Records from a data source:
──────────

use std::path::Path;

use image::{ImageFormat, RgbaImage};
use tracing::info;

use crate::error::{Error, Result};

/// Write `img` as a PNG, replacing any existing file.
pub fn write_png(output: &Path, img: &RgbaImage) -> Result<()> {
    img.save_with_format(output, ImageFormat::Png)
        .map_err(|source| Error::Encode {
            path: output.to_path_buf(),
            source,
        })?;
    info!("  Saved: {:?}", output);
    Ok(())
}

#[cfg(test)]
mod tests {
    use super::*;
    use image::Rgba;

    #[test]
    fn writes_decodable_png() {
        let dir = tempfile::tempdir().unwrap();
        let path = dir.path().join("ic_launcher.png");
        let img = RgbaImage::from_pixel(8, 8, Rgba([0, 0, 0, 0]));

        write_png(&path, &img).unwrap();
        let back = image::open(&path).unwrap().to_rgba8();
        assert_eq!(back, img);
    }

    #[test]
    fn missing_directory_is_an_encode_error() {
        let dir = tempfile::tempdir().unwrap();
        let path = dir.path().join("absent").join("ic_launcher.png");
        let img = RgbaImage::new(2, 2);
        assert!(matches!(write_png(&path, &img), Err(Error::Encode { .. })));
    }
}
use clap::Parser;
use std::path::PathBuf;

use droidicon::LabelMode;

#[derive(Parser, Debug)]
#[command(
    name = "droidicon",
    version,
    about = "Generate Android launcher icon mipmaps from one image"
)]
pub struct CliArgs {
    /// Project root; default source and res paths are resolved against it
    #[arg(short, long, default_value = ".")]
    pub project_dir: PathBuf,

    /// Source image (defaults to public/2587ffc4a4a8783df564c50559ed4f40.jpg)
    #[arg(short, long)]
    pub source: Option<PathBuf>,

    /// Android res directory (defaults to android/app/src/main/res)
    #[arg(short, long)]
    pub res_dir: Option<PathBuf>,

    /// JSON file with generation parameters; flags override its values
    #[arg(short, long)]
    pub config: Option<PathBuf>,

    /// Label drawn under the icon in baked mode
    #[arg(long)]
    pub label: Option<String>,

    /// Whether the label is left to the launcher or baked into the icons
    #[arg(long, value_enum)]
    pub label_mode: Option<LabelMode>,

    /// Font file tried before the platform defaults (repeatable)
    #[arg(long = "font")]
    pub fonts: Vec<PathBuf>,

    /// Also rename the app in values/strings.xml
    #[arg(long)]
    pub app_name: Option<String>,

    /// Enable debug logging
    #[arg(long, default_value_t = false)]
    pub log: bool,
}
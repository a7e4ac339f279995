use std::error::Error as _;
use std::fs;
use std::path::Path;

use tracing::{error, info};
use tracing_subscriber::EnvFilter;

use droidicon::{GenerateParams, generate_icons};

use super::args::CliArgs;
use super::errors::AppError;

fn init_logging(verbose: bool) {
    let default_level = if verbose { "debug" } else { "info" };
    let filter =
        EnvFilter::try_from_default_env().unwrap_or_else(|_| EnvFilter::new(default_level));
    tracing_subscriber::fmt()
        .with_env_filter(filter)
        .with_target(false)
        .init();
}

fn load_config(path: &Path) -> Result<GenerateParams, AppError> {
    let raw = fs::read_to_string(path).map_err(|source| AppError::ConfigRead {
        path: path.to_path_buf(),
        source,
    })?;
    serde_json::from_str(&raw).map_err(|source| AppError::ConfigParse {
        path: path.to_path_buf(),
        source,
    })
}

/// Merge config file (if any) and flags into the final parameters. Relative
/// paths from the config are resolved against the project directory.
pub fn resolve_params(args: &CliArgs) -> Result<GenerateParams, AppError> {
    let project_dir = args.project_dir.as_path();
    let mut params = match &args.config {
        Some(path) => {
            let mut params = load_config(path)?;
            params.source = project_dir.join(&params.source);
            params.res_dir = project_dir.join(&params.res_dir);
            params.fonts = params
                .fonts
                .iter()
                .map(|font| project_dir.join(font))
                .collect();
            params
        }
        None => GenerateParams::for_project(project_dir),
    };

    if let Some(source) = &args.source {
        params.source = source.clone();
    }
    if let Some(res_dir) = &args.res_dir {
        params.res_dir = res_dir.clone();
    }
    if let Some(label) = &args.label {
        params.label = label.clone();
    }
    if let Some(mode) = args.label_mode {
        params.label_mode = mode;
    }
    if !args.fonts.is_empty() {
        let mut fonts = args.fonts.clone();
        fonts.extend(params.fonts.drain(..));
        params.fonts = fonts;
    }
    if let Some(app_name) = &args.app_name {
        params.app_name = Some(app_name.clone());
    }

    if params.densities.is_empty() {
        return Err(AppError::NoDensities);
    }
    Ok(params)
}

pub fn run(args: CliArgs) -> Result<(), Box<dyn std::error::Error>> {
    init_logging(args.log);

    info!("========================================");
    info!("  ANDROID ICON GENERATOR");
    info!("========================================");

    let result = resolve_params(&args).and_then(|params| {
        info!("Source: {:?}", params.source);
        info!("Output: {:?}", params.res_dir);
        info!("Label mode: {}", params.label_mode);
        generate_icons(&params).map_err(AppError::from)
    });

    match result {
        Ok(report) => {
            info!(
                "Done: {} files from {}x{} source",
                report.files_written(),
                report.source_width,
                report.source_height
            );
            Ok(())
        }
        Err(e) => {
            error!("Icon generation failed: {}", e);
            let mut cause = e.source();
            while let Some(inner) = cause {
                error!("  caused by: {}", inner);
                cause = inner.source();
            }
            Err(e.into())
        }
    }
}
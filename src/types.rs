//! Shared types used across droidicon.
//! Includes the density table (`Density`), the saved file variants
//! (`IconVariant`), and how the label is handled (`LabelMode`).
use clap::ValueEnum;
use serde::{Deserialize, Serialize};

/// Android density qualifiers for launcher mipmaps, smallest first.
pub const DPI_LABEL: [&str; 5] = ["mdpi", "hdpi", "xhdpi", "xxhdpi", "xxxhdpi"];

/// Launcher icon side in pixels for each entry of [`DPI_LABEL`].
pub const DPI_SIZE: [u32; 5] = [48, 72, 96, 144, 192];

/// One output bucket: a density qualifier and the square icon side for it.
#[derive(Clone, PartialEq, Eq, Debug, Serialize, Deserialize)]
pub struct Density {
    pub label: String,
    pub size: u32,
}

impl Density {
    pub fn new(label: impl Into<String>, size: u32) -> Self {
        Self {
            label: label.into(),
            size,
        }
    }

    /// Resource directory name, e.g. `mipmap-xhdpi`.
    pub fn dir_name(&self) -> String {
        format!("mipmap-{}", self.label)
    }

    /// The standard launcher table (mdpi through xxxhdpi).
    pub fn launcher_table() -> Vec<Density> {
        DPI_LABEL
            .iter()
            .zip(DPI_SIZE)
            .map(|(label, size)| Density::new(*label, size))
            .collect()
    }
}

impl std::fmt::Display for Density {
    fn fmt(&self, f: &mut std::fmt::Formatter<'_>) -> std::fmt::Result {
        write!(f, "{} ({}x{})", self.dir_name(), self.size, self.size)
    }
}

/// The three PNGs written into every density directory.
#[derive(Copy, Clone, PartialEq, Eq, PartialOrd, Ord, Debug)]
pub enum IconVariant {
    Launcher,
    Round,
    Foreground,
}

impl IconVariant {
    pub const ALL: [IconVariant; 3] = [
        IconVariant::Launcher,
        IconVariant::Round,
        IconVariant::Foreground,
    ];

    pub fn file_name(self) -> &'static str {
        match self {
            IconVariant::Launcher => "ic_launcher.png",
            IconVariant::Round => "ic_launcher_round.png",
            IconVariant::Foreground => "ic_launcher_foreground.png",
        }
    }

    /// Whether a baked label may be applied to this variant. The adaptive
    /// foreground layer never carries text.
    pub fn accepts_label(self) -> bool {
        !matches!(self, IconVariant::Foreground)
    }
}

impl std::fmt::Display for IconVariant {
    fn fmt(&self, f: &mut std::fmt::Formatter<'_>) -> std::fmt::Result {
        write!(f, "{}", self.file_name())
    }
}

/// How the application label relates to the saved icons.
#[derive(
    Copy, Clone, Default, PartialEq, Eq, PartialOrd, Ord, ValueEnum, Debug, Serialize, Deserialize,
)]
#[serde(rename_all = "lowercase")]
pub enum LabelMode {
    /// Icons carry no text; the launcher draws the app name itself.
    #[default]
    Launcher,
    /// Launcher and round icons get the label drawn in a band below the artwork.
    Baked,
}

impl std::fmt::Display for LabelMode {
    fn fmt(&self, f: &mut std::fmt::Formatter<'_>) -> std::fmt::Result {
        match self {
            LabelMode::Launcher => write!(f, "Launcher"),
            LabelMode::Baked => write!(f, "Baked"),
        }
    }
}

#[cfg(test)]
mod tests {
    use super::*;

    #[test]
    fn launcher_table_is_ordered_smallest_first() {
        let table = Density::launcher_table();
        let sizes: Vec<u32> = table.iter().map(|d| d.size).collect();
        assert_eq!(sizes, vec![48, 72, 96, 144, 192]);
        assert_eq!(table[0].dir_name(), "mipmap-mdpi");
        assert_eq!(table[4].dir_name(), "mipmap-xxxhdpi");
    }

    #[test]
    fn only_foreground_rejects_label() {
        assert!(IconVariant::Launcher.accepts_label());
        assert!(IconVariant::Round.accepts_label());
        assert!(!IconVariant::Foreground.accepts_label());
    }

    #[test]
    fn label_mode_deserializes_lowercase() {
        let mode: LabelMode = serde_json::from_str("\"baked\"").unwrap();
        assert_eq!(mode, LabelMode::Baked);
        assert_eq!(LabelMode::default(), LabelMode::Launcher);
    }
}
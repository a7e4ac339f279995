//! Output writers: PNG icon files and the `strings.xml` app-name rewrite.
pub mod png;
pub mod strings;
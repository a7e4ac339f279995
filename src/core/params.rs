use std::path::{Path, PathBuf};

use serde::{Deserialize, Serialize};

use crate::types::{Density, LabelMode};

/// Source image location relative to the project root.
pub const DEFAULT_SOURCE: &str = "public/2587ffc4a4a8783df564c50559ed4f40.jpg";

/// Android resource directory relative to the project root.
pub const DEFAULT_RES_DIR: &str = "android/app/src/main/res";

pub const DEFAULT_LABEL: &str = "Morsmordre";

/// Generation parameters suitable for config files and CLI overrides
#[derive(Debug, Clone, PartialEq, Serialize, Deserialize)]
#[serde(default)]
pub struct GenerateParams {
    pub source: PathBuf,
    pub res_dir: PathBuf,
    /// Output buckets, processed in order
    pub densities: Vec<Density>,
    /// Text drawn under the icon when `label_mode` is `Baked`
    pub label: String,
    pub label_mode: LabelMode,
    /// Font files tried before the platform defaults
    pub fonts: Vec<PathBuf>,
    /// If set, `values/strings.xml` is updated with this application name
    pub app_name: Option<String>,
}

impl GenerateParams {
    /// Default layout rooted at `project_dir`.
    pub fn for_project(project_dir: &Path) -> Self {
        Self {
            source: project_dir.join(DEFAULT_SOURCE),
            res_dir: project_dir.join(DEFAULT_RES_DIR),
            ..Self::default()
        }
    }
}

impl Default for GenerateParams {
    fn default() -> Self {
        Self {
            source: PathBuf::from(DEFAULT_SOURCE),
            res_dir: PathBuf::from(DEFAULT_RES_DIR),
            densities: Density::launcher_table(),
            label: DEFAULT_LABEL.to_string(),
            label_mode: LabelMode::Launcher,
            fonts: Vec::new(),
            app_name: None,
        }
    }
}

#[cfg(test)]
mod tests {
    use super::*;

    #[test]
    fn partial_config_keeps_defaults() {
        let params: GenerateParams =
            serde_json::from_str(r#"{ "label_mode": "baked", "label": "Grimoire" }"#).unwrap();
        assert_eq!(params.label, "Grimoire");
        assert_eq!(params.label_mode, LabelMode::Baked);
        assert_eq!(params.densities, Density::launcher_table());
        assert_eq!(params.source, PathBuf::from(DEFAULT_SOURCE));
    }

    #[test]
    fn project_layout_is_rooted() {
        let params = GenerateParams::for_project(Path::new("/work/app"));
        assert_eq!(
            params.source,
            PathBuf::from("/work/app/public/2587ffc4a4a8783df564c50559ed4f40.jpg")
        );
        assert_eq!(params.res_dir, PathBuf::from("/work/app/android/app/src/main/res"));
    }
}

──────────

Exercise brief:
Pick out every line above that contains the word "Whether" and copy it.

Task response:
    /// Whether the label is left to the launcher or baked into the icons
    /// Whether a baked label may be applied to this variant. The adaptive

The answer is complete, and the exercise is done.